DATASET CONTENT ->
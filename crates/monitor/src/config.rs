//! Monitor configuration loaded from environment variables.

/// Configuration for discovery, polling, and device transports.
///
/// All fields have defaults suitable for local development; override
/// via environment variables.
#[derive(Debug, Clone)]
pub struct MonitorConfig {
    /// Enabled discovery strategy names, parsed from comma-separated
    /// `DISCOVERY_STRATEGIES`. Unknown or absent names fall back to
    /// Docker-socket discovery alone.
    pub discovery_strategies: Vec<String>,
    /// Static device host list. When non-empty, discovery strategies
    /// are bypassed entirely (manual / test fleets).
    pub device_list: Vec<String>,
    /// Seconds between discovery cycles (default: `30`).
    pub discovery_interval_secs: u64,
    /// Seconds between polling cycles (default: `10`).
    pub poll_interval_secs: u64,
    /// gRPC port devices listen on (default: `50051`).
    pub device_grpc_port: u16,
    /// HTTP port devices listen on (default: `3000`).
    pub device_http_port: u16,
    /// Scheme for device HTTP URLs (default: `http`).
    pub device_http_protocol: String,
    /// Docker daemon socket path (default: `/var/run/docker.sock`).
    pub docker_socket_path: String,
    /// Container label filter for Docker discovery (default:
    /// `device-monitor.enabled=true`).
    pub discovery_docker_label: String,
    /// Host the port-scan strategy probes (default: `127.0.0.1`).
    pub port_scan_host: String,
    /// First port of the scan range, inclusive (default: `3001`).
    pub port_scan_start: u16,
    /// Last port of the scan range, inclusive (default: `3020`).
    pub port_scan_end: u16,
    /// Per-probe timeout in milliseconds (default: `1000`).
    pub port_scan_timeout_ms: u64,
}

impl MonitorConfig {
    /// Load configuration from environment variables with defaults.
    ///
    /// | Env Var                   | Default                      |
    /// |---------------------------|------------------------------|
    /// | `DISCOVERY_STRATEGIES`    | (empty)                      |
    /// | `DISCOVERY_DEVICE_LIST`   | (empty)                      |
    /// | `DISCOVERY_INTERVAL_SECS` | `30`                         |
    /// | `POLL_INTERVAL_SECS`      | `10`                         |
    /// | `DEVICE_GRPC_PORT`        | `50051`                      |
    /// | `DEVICE_HTTP_PORT`        | `3000`                       |
    /// | `DEVICE_HTTP_PROTOCOL`    | `http`                       |
    /// | `DOCKER_SOCKET_PATH`      | `/var/run/docker.sock`       |
    /// | `DISCOVERY_DOCKER_LABEL`  | `device-monitor.enabled=true`|
    /// | `PORT_SCAN_HOST`          | `127.0.0.1`                  |
    /// | `PORT_SCAN_START`         | `3001`                       |
    /// | `PORT_SCAN_END`           | `3020`                       |
    /// | `PORT_SCAN_TIMEOUT_MS`    | `1000`                       |
    pub fn from_env() -> Self {
        Self {
            discovery_strategies: csv_var("DISCOVERY_STRATEGIES"),
            device_list: csv_var("DISCOVERY_DEVICE_LIST"),
            discovery_interval_secs: parsed_var("DISCOVERY_INTERVAL_SECS", 30),
            poll_interval_secs: parsed_var("POLL_INTERVAL_SECS", 10),
            device_grpc_port: parsed_var("DEVICE_GRPC_PORT", 50051),
            device_http_port: parsed_var("DEVICE_HTTP_PORT", 3000),
            device_http_protocol: string_var("DEVICE_HTTP_PROTOCOL", "http"),
            docker_socket_path: string_var("DOCKER_SOCKET_PATH", "/var/run/docker.sock"),
            discovery_docker_label: string_var(
                "DISCOVERY_DOCKER_LABEL",
                "device-monitor.enabled=true",
            ),
            port_scan_host: string_var("PORT_SCAN_HOST", "127.0.0.1"),
            port_scan_start: parsed_var("PORT_SCAN_START", 3001),
            port_scan_end: parsed_var("PORT_SCAN_END", 3020),
            port_scan_timeout_ms: parsed_var("PORT_SCAN_TIMEOUT_MS", 1000),
        }
    }
}

impl Default for MonitorConfig {
    fn default() -> Self {
        Self {
            discovery_strategies: Vec::new(),
            device_list: Vec::new(),
            discovery_interval_secs: 30,
            poll_interval_secs: 10,
            device_grpc_port: 50051,
            device_http_port: 3000,
            device_http_protocol: "http".into(),
            docker_socket_path: "/var/run/docker.sock".into(),
            discovery_docker_label: "device-monitor.enabled=true".into(),
            port_scan_host: "127.0.0.1".into(),
            port_scan_start: 3001,
            port_scan_end: 3020,
            port_scan_timeout_ms: 1000,
        }
    }
}

fn string_var(name: &str, default: &str) -> String {
    std::env::var(name).unwrap_or_else(|_| default.into())
}

fn csv_var(name: &str) -> Vec<String> {
    std::env::var(name)
        .unwrap_or_default()
        .split(',')
        .map(|s| s.trim().to_string())
        .filter(|s| !s.is_empty())
        .collect()
}

fn parsed_var<T: std::str::FromStr + std::fmt::Display>(name: &str, default: T) -> T {
    match std::env::var(name) {
        Ok(raw) => raw
            .parse()
            .unwrap_or_else(|_| panic!("{name} must be a valid value (got {raw:?})")),
        Err(_) => default,
    }
}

ABOUT THIS EXERCISE -> Output each record above exactly, omitting nothing.

ANSWER SECTION ->
filename crates/monitor/src/config.rs
//! Monitor configuration loaded from environment variables.

/// Configuration for discovery, polling, and device transports.
///
/// All fields have defaults suitable for local development; override
/// via environment variables.
#[derive(Debug, Clone)]
pub struct MonitorConfig {
    /// Enabled discovery strategy names, parsed from comma-separated
    /// `DISCOVERY_STRATEGIES`. Unknown or absent names fall back to
    /// Docker-socket discovery alone.
    pub discovery_strategies: Vec<String>,
    /// Static device host list. When non-empty, discovery strategies
    /// are bypassed entirely (manual / test fleets).
    pub device_list: Vec<String>,
    /// Seconds between discovery cycles (default: `30`).
    pub discovery_interval_secs: u64,
    /// Seconds between polling cycles (default: `10`).
    pub poll_interval_secs: u64,
    /// gRPC port devices listen on (default: `50051`).
    pub device_grpc_port: u16,
    /// HTTP port devices listen on (default: `3000`).
    pub device_http_port: u16,
    /// Scheme for device HTTP URLs (default: `http`).
    pub device_http_protocol: String,
    /// Docker daemon socket path (default: `/var/run/docker.sock`).
    pub docker_socket_path: String,
    /// Container label filter for Docker discovery (default:
    /// `device-monitor.enabled=true`).
    pub discovery_docker_label: String,
    /// Host the port-scan strategy probes (default: `127.0.0.1`).
    pub port_scan_host: String,
    /// First port of the scan range, inclusive (default: `3001`).
    pub port_scan_start: u16,
    /// Last port of the scan range, inclusive (default: `3020`).
    pub port_scan_end: u16,
    /// Per-probe timeout in milliseconds (default: `1000`).
    pub port_scan_timeout_ms: u64,
}

impl MonitorConfig {
    /// Load configuration from environment variables with defaults.
    ///
    /// | Env Var                   | Default                      |
    /// |---------------------------|------------------------------|
    /// | `DISCOVERY_STRATEGIES`    | (empty)                      |
    /// | `DISCOVERY_DEVICE_LIST`   | (empty)                      |
    /// | `DISCOVERY_INTERVAL_SECS` | `30`                         |
    /// | `POLL_INTERVAL_SECS`      | `10`                         |
    /// | `DEVICE_GRPC_PORT`        | `50051`                      |
    /// | `DEVICE_HTTP_PORT`        | `3000`                       |
    /// | `DEVICE_HTTP_PROTOCOL`    | `http`                       |
    /// | `DOCKER_SOCKET_PATH`      | `/var/run/docker.sock`       |
    /// | `DISCOVERY_DOCKER_LABEL`  | `device-monitor.enabled=true`|
    /// | `PORT_SCAN_HOST`          | `127.0.0.1`                  |
    /// | `PORT_SCAN_START`         | `3001`                       |
    /// | `PORT_SCAN_END`           | `3020`                       |
    /// | `PORT_SCAN_TIMEOUT_MS`    | `1000`                       |
    pub fn from_env() -> Self {
        Self {
            discovery_strategies: csv_var("DISCOVERY_STRATEGIES"),
            device_list: csv_var("DISCOVERY_DEVICE_LIST"),
            discovery_interval_secs: parsed_var("DISCOVERY_INTERVAL_SECS", 30),
            poll_interval_secs: parsed_var("POLL_INTERVAL_SECS", 10),
            device_grpc_port: parsed_var("DEVICE_GRPC_PORT", 50051),
            device_http_port: parsed_var("DEVICE_HTTP_PORT", 3000),
            device_http_protocol: string_var("DEVICE_HTTP_PROTOCOL", "http"),
            docker_socket_path: string_var("DOCKER_SOCKET_PATH", "/var/run/docker.sock"),
            discovery_docker_label: string_var(
                "DISCOVERY_DOCKER_LABEL",
                "device-monitor.enabled=true",
            ),
            port_scan_host: string_var("PORT_SCAN_HOST", "127.0.0.1"),
            port_scan_start: parsed_var("PORT_SCAN_START", 3001),
            port_scan_end: parsed_var("PORT_SCAN_END", 3020),
            port_scan_timeout_ms: parsed_var("PORT_SCAN_TIMEOUT_MS", 1000),
        }
    }
}

impl Default for MonitorConfig {
    fn default() -> Self {
        Self {
            discovery_strategies: Vec::new(),
            device_list: Vec::new(),
            discovery_interval_secs: 30,
            poll_interval_secs: 10,
            device_grpc_port: 50051,
            device_http_port: 3000,
            device_http_protocol: "http".into(),
            docker_socket_path: "/var/run/docker.sock".into(),
            discovery_docker_label: "device-monitor.enabled=true".into(),
            port_scan_host: "127.0.0.1".into(),
            port_scan_start: 3001,
            port_scan_end: 3020,
            port_scan_timeout_ms: 1000,
        }
    }
}

fn string_var(name: &str, default: &str) -> String {
    std::env::var(name).unwrap_or_else(|_| default.into())
}

fn csv_var(name: &str) -> Vec<String> {
    std::env::var(name)
        .unwrap_or_default()
        .split(',')
        .map(|s| s.trim().to_string())
        .filter(|s| !s.is_empty())
        .collect()
}

fn parsed_var<T: std::str::FromStr + std::fmt::Display>(name: &str, default: T) -> T {
    match std::env::var(name) {
        Ok(raw) => raw
            .parse()
            .unwrap_or_else(|_| panic!("{name} must be a valid value (got {raw:?})")),
        Err(_) => default,
    }
}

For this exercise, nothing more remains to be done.